■ WHAT THIS TASK INVOLVES
For the data below, please report each line where the word "methods" is found.

■ GIVEN DATA

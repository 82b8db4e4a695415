// ── Resource definitions ──
//
// A `ResourceDef` is the compiled, immutable description of one kind of
// server-backed model: where it lives, how long requests may take, which
// request methods it has, and how responses are validated and
// transformed. Built once per model type; derived definitions compose
// their parent's tables explicitly through `extends`.

use std::fmt;
use std::sync::Arc;
use std::time::Duration;

use serde_json::{Map, Value};

use crate::error::Error;
use crate::parser::{HandlerSet, ParserTable, ParserTarget};
use crate::route::{RouteTable, RouteTarget};
use crate::transport::RawResponse;

/// Timeout used when a definition sets none (or sets zero).
pub const DEFAULT_TIMEOUT: Duration = Duration::from_secs(30);

/// Extra validity check applied to a non-empty response body.
pub type ValidityFn = Arc<dyn Fn(&Value, u16, &RawResponse) -> bool + Send + Sync>;

/// Body transform applied before resolving or rejecting a request.
pub type PayloadFn = Arc<dyn Fn(Value) -> Value + Send + Sync>;

/// Compiled description of a server-backed model type.
#[derive(Clone)]
pub struct ResourceDef {
    name: String,
    root_uri: String,
    timeout: Option<Duration>,
    routes: RouteTable,
    parsers: ParserTable,
    response_defaults: Map<String, Value>,
    server_properties: Vec<String>,
    is_valid_response: Option<ValidityFn>,
    success_payload: Option<PayloadFn>,
    fail_payload: Option<PayloadFn>,
}

impl ResourceDef {
    pub fn builder(name: impl Into<String>) -> ResourceDefBuilder {
        ResourceDefBuilder::new(name)
    }

    pub fn name(&self) -> &str {
        &self.name
    }

    pub fn root_uri(&self) -> &str {
        &self.root_uri
    }

    /// Effective request timeout.
    pub fn timeout(&self) -> Duration {
        self.timeout
            .filter(|t| !t.is_zero())
            .unwrap_or(DEFAULT_TIMEOUT)
    }

    pub fn routes(&self) -> &RouteTable {
        &self.routes
    }

    pub fn parsers(&self) -> &ParserTable {
        &self.parsers
    }

    pub fn response_defaults(&self) -> &Map<String, Value> {
        &self.response_defaults
    }

    /// Attribute names sent to the server. Empty means "all".
    pub fn server_properties(&self) -> &[String] {
        &self.server_properties
    }

    /// Fill keys missing from an object body with the declared defaults.
    pub(crate) fn apply_response_defaults(&self, body: &mut Value) {
        if let Value::Object(obj) = body {
            for (key, value) in &self.response_defaults {
                if !obj.contains_key(key) {
                    obj.insert(key.clone(), value.clone());
                }
            }
        }
    }

    pub(crate) fn is_valid_response(&self, body: &Value, status: u16, raw: &RawResponse) -> bool {
        self.is_valid_response
            .as_ref()
            .is_none_or(|check| check(body, status, raw))
    }

    pub(crate) fn success_payload(&self, body: Value) -> Value {
        match self.success_payload {
            Some(ref f) => f(body),
            None => body,
        }
    }

    pub(crate) fn fail_payload(&self, body: Value) -> Value {
        match self.fail_payload {
            Some(ref f) => f(body),
            None => body,
        }
    }
}

impl fmt::Debug for ResourceDef {
    fn fmt(&self, f: &mut fmt::Formatter<'_>) -> fmt::Result {
        f.debug_struct("ResourceDef")
            .field("name", &self.name)
            .field("root_uri", &self.root_uri)
            .field("timeout", &self.timeout())
            .field("routes", &self.routes.len())
            .field("parsers", &self.parsers.len())
            .field("server_properties", &self.server_properties)
            .finish_non_exhaustive()
    }
}

/// Collects the declarative pieces of a [`ResourceDef`].
pub struct ResourceDefBuilder {
    name: String,
    parent: Option<ResourceDef>,
    root_uri: Option<String>,
    timeout: Option<Duration>,
    routes: Vec<(String, RouteTarget)>,
    parsers: Vec<(String, ParserTarget)>,
    response_defaults: Map<String, Value>,
    server_properties: Option<Vec<String>>,
    is_valid_response: Option<ValidityFn>,
    success_payload: Option<PayloadFn>,
    fail_payload: Option<PayloadFn>,
}

impl ResourceDefBuilder {
    fn new(name: impl Into<String>) -> Self {
        Self {
            name: name.into(),
            parent: None,
            root_uri: None,
            timeout: None,
            routes: Vec::new(),
            parsers: Vec::new(),
            response_defaults: Map::new(),
            server_properties: None,
            is_valid_response: None,
            success_payload: None,
            fail_payload: None,
        }
    }

    /// Derive from `parent`: its routes, parsers, defaults, and hooks are
    /// inherited; anything declared on this builder takes precedence.
    pub fn extends(mut self, parent: &ResourceDef) -> Self {
        self.parent = Some(parent.clone());
        self
    }

    pub fn root_uri(mut self, root_uri: impl Into<String>) -> Self {
        self.root_uri = Some(root_uri.into());
        self
    }

    pub fn timeout(mut self, timeout: Duration) -> Self {
        self.timeout = Some(timeout);
        self
    }

    /// Millisecond timeout; `0` leaves the timeout unset.
    pub fn timeout_ms(mut self, ms: u64) -> Self {
        self.timeout = (ms > 0).then(|| Duration::from_millis(ms));
        self
    }

    pub fn route(mut self, key: impl Into<String>, target: impl Into<RouteTarget>) -> Self {
        self.routes.push((key.into(), target.into()));
        self
    }

    pub fn parser(mut self, key: impl Into<String>, target: impl Into<ParserTarget>) -> Self {
        self.parsers.push((key.into(), target.into()));
        self
    }

    pub fn response_default(mut self, key: impl Into<String>, value: impl Into<Value>) -> Self {
        self.response_defaults.insert(key.into(), value.into());
        self
    }

    pub fn server_properties<I, S>(mut self, names: I) -> Self
    where
        I: IntoIterator<Item = S>,
        S: Into<String>,
    {
        self.server_properties = Some(names.into_iter().map(Into::into).collect());
        self
    }

    pub fn is_valid_response<F>(mut self, check: F) -> Self
    where
        F: Fn(&Value, u16, &RawResponse) -> bool + Send + Sync + 'static,
    {
        self.is_valid_response = Some(Arc::new(check));
        self
    }

    pub fn success_payload<F>(mut self, transform: F) -> Self
    where
        F: Fn(Value) -> Value + Send + Sync + 'static,
    {
        self.success_payload = Some(Arc::new(transform));
        self
    }

    pub fn fail_payload<F>(mut self, transform: F) -> Self
    where
        F: Fn(Value) -> Value + Send + Sync + 'static,
    {
        self.fail_payload = Some(Arc::new(transform));
        self
    }

    /// Compile the definition. Named parser handlers are resolved against
    /// `handlers`; route and parser keys are validated here.
    pub fn build(self, handlers: &HandlerSet) -> Result<ResourceDef, Error> {
        let parent = self.parent.as_ref();

        let mut routes = RouteTable::compile(self.routes)?;
        if let Some(parent) = parent {
            routes.inherit(&parent.routes);
        }

        let empty = ParserTable::default();
        let inherited = parent.map_or(&empty, |p| &p.parsers);
        let parsers = ParserTable::compile(self.parsers, handlers, inherited)?;

        let mut response_defaults = parent
            .map(|p| p.response_defaults.clone())
            .unwrap_or_default();
        response_defaults.extend(self.response_defaults);

        Ok(ResourceDef {
            root_uri: self
                .root_uri
                .or_else(|| parent.map(|p| p.root_uri.clone()))
                .unwrap_or_default(),
            timeout: self.timeout.or_else(|| parent.and_then(|p| p.timeout)),
            server_properties: self
                .server_properties
                .or_else(|| parent.map(|p| p.server_properties.clone()))
                .unwrap_or_default(),
            is_valid_response: self
                .is_valid_response
                .or_else(|| parent.and_then(|p| p.is_valid_response.clone())),
            success_payload: self
                .success_payload
                .or_else(|| parent.and_then(|p| p.success_payload.clone())),
            fail_payload: self
                .fail_payload
                .or_else(|| parent.and_then(|p| p.fail_payload.clone())),
            name: self.name,
            routes,
            parsers,
            response_defaults,
        })
    }
}
//! Clap derive structures for the `trellis` CLI.

use std::path::PathBuf;

use clap::{Args, Parser, Subcommand, ValueEnum};

// ── Top-Level CLI ────────────────────────────────────────────────────

/// trellis -- inspect and call declarative REST resource models
#[derive(Debug, Parser)]
#[command(
    name = "trellis",
    version,
    about = "Inspect and call declarative REST resource models",
    long_about = "Models are declared in the trellis config file: a root URI, \
        route templates that generate request methods, and response parsers.\n\n\
        `trellis routes` lists the methods a model generates; `trellis call` \
        invokes one against the configured origin.",
    propagate_version = true,
    subcommand_required = true,
    arg_required_else_help = true
)]
pub struct Cli {
    #[command(flatten)]
    pub global: GlobalOpts,

    #[command(subcommand)]
    pub command: Command,
}

// ── Global Options ───────────────────────────────────────────────────

#[derive(Debug, Args)]
pub struct GlobalOpts {
    /// Config file (defaults to the platform config directory)
    #[arg(long, env = "TRELLIS_CONFIG", global = true)]
    pub config: Option<PathBuf>,

    /// Server origin that model root URIs resolve against
    #[arg(long, env = "TRELLIS_ORIGIN", global = true)]
    pub origin: Option<String>,

    /// Bearer token sent with every request
    #[arg(long, env = "TRELLIS_TOKEN", global = true, hide_env_values = true)]
    pub token: Option<String>,

    /// Output format
    #[arg(long, short = 'o', env = "TRELLIS_OUTPUT", global = true)]
    pub output: Option<OutputFormat>,

    /// When to use color output
    #[arg(long, default_value = "auto", global = true)]
    pub color: ColorMode,

    /// Increase verbosity (-v, -vv, -vvv)
    #[arg(long, short = 'v', action = clap::ArgAction::Count, global = true)]
    pub verbose: u8,

    /// Suppress non-error output
    #[arg(long, short = 'q', global = true)]
    pub quiet: bool,

    /// Accept self-signed TLS certificates
    #[arg(long, short = 'k', env = "TRELLIS_INSECURE", global = true)]
    pub insecure: bool,

    /// Request timeout in milliseconds (overrides the model's timeout)
    #[arg(long, env = "TRELLIS_TIMEOUT", global = true)]
    pub timeout: Option<u64>,
}

// ── Output & Color Enums ─────────────────────────────────────────────

#[derive(Debug, Clone, Copy, PartialEq, Eq, ValueEnum)]
pub enum OutputFormat {
    /// Pretty table
    Table,
    /// Pretty-printed JSON
    Json,
    /// Compact single-line JSON
    JsonCompact,
    /// YAML
    Yaml,
}

#[derive(Debug, Clone, Copy, ValueEnum)]
pub enum ColorMode {
    /// Auto-detect (color if terminal is interactive)
    Auto,
    /// Always emit color codes
    Always,
    /// Never emit color codes
    Never,
}

// ── Commands ─────────────────────────────────────────────────────────

#[derive(Debug, Subcommand)]
pub enum Command {
    /// List the request methods a model generates
    #[command(alias = "r")]
    Routes(RoutesArgs),

    /// Invoke a generated request method and print the parsed payload
    #[command(alias = "c")]
    Call(CallArgs),

    /// Inspect or initialize the config file
    Config(ConfigArgs),

    /// Generate shell completions
    Completions(CompletionsArgs),
}

#[derive(Debug, Args)]
pub struct RoutesArgs {
    /// Model name from the config file
    pub model: String,
}

#[derive(Debug, Args)]
pub struct CallArgs {
    /// Model name from the config file
    pub model: String,

    /// Generated method name (e.g. requestOneDocument)
    pub method: String,

    /// Positional argument for `:$n` placeholders, in order
    #[arg(long = "arg", short = 'a', value_name = "ARG")]
    pub args: Vec<String>,

    /// Named parameter; values are read as JSON when they parse
    #[arg(long = "param", short = 'P', value_name = "KEY=VALUE", value_parser = parse_key_val)]
    pub params: Vec<(String, String)>,

    /// Send parameters as a JSON request body
    #[arg(long)]
    pub json_body: bool,
}

#[derive(Debug, Args)]
pub struct ConfigArgs {
    #[command(subcommand)]
    pub command: ConfigCommand,
}

#[derive(Debug, Subcommand)]
pub enum ConfigCommand {
    /// Print the config file path
    Path,

    /// Print the effective config (token redacted)
    Show,

    /// Write a starter config file
    Init {
        /// Overwrite an existing file
        #[arg(long)]
        force: bool,
    },
}

#[derive(Debug, Args)]
pub struct CompletionsArgs {
    /// Target shell
    pub shell: clap_complete::Shell,
}

fn parse_key_val(raw: &str) -> Result<(String, String), String> {
    match raw.split_once('=') {
        Some((key, value)) if !key.is_empty() => Ok((key.to_owned(), value.to_owned())),
        _ => Err(format!("expected KEY=VALUE, got '{raw}'")),
    }
}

■ REPLY TO THE TASK
// request methods it has, and how responses are validated and
        route templates that generate request methods, and response parsers.\n\n\
        `trellis routes` lists the methods a model generates; `trellis call` \
    /// List the request methods a model generates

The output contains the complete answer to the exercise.